* EXERCISE PROMPT
In the listing below, how many lines contain the word "await"? Please respond with the number only.

* MATERIAL PROVIDED
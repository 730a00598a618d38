#![forbid(unsafe_code)]

//! UDP engine. One shared socket; the demultiplexer resolves each
//! datagram's source address to its session and feeds the frame through
//! that session's inbound channel. Sessions are handed to workers
//! round-robin exactly like the stream engine, and run the same state
//! machine.

use std::collections::HashMap;
use std::net::SocketAddr;
use std::os::fd::AsRawFd;
use std::sync::Arc;
use std::time::Duration;

use bytes::{Bytes, BytesMut};
use tokio::net::UdpSocket;
use tokio::sync::{mpsc, watch};
use tokio::task::JoinSet;
use tracing::{debug, info, warn};

use crate::engine::link::{DatagramChanReader, DatagramWriter};
use crate::engine::{join_or_leak, OnlineTasks, TeardownReport, WorkerPool};
use crate::error::Result;
use crate::proto::{codec, ServerPacket, MAX_FRAME};
use crate::session::Session;

use super::{flow, SrvState};

const HANDOFF_DEPTH: usize = 8;

/// Datagrams a session may have in flight before the demultiplexer
/// starts shedding.
const INBOUND_DEPTH: usize = 32;

struct Handoff {
    session: Arc<Session>,
    inbound: mpsc::Receiver<Bytes>,
    peer: SocketAddr,
    socket: Arc<UdpSocket>,
    dead: mpsc::Sender<SocketAddr>,
}

pub async fn run(
    cfg: crate::config::ServerConfig,
    tun: crate::tun::TunDevice,
    external_stop: watch::Receiver<bool>,
) -> Result<TeardownReport> {
    let workers = super::worker_count(&cfg);
    let (stop_tx, stop_rx) = watch::channel(false);
    super::forward_stop(external_stop, stop_tx.clone());

    let state = Arc::new(SrvState::new(cfg, tun, stop_tx));
    let (pool, handoff_rxs) = WorkerPool::new(workers, HANDOFF_DEPTH);

    let socket = Arc::new(UdpSocket::bind(state.cfg.sock.listen).await?);
    state.table.mark_listener(socket.as_raw_fd());
    info!(
        addr = %socket.local_addr()?,
        workers,
        max_conn = state.table.capacity(),
        "udp server listening"
    );

    let online = Arc::new(OnlineTasks::new());
    for (idx, rx) in handoff_rxs.into_iter().enumerate() {
        online.enter();
        tokio::spawn(worker_loop(
            idx,
            rx,
            state.clone(),
            online.clone(),
            stop_rx.clone(),
        ));
    }
    online.enter();
    tokio::spawn(super::tun_pump(
        state.clone(),
        online.clone(),
        stop_rx.clone(),
    ));

    demux_loop(&state, &pool, &socket, stop_rx).await;

    drop(pool);
    let grace = Duration::from_secs(state.cfg.timeout.grace_secs);
    Ok(join_or_leak(&online, grace, state).await)
}

async fn demux_loop(
    state: &Arc<SrvState>,
    pool: &WorkerPool<Handoff>,
    socket: &Arc<UdpSocket>,
    mut stop: watch::Receiver<bool>,
) {
    let mut inbounds: HashMap<SocketAddr, mpsc::Sender<Bytes>> = HashMap::new();
    let (dead_tx, mut dead_rx) = mpsc::channel::<SocketAddr>(64);
    let mut buf = vec![0u8; MAX_FRAME + 1];
    loop {
        tokio::select! {
            res = socket.recv_from(&mut buf) => {
                let (n, peer) = match res {
                    Ok(pair) => pair,
                    Err(e) => {
                        warn!(error = %e, "udp recv failed");
                        continue;
                    }
                };
                let datagram = Bytes::copy_from_slice(&buf[..n]);
                if let Some(tx) = inbounds.get(&peer) {
                    if tx.try_send(datagram).is_err() {
                        debug!(%peer, "inbound channel full, datagram dropped");
                    }
                    continue;
                }
                attach_peer(state, pool, socket, &mut inbounds, &dead_tx, peer, datagram).await;
            }
            Some(peer) = dead_rx.recv() => {
                inbounds.remove(&peer);
            }
            _ = stop.changed() => break,
        }
    }
}

/// First datagram from an unknown source: allocate a slot, wire up the
/// inbound channel and hand the session to a worker.
async fn attach_peer(
    state: &Arc<SrvState>,
    pool: &WorkerPool<Handoff>,
    socket: &Arc<UdpSocket>,
    inbounds: &mut HashMap<SocketAddr, mpsc::Sender<Bytes>>,
    dead: &mpsc::Sender<SocketAddr>,
    peer: SocketAddr,
    datagram: Bytes,
) {
    let Some(session) = state.table.acquire() else {
        if state.note_full() {
            debug!(%peer, "server full, rejecting peer");
        } else {
            warn!(%peer, "server full, rejecting peer");
        }
        let mut close = BytesMut::new();
        if codec::encode_server(&ServerPacket::Close, &mut close).is_ok() {
            let _ = socket.try_send_to(&close, peer);
        }
        return;
    };
    state.note_slot_ok();
    state.table.bind_peer(session.slot(), peer);
    info!(%peer, slot = session.slot(), "peer attached");

    let (tx, rx) = mpsc::channel(INBOUND_DEPTH);
    // The triggering datagram must not be lost; the channel is empty.
    let _ = tx.try_send(datagram);
    inbounds.insert(peer, tx);

    let slot = session.slot();
    let handed = pool
        .dispatch(Handoff {
            session,
            inbound: rx,
            peer,
            socket: socket.clone(),
            dead: dead.clone(),
        })
        .await;
    if !handed {
        warn!(%peer, slot, "no worker accepted the session");
        inbounds.remove(&peer);
        if let Err(e) = state.table.release(slot) {
            debug!(slot, error = %e, "release after failed handoff");
        }
    }
}

async fn worker_loop(
    idx: usize,
    mut handoffs: mpsc::Receiver<Handoff>,
    state: Arc<SrvState>,
    online: Arc<OnlineTasks>,
    mut stop: watch::Receiver<bool>,
) {
    debug!(worker = idx, "worker online");
    let mut sessions: JoinSet<()> = JoinSet::new();
    loop {
        tokio::select! {
            handoff = handoffs.recv() => match handoff {
                Some(h) => {
                    let state = state.clone();
                    let stop = stop.clone();
                    sessions.spawn(serve_session(state, h, stop));
                }
                None => break,
            },
            _ = stop.changed() => break,
            Some(_) = sessions.join_next(), if !sessions.is_empty() => {}
        }
    }
    while sessions.join_next().await.is_some() {}
    debug!(worker = idx, "worker offline");
    online.leave();
}

async fn serve_session(state: Arc<SrvState>, handoff: Handoff, stop: watch::Receiver<bool>) {
    let Handoff {
        session,
        inbound,
        peer,
        socket,
        dead,
    } = handoff;
    session.mark_connected();
    let slot = session.slot();

    let reader = DatagramChanReader::new(inbound, codec::decode_client_datagram);
    let writer = DatagramWriter::new(socket, Some(peer), codec::encode_server);
    match flow::drive(&state, &session, reader, writer, peer, stop).await {
        Ok(()) => info!(
            %peer,
            slot,
            recv = session.recv_count(),
            sent = session.send_count(),
            "session closed"
        ),
        Err(e) => warn!(%peer, slot, error = %e, "session ended"),
    }
    if let Err(e) = state.table.release(slot) {
        debug!(slot, error = %e, "slot already released");
    }
    let _ = dead.send(peer).await;
}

* EXERCISE SOLUTION
8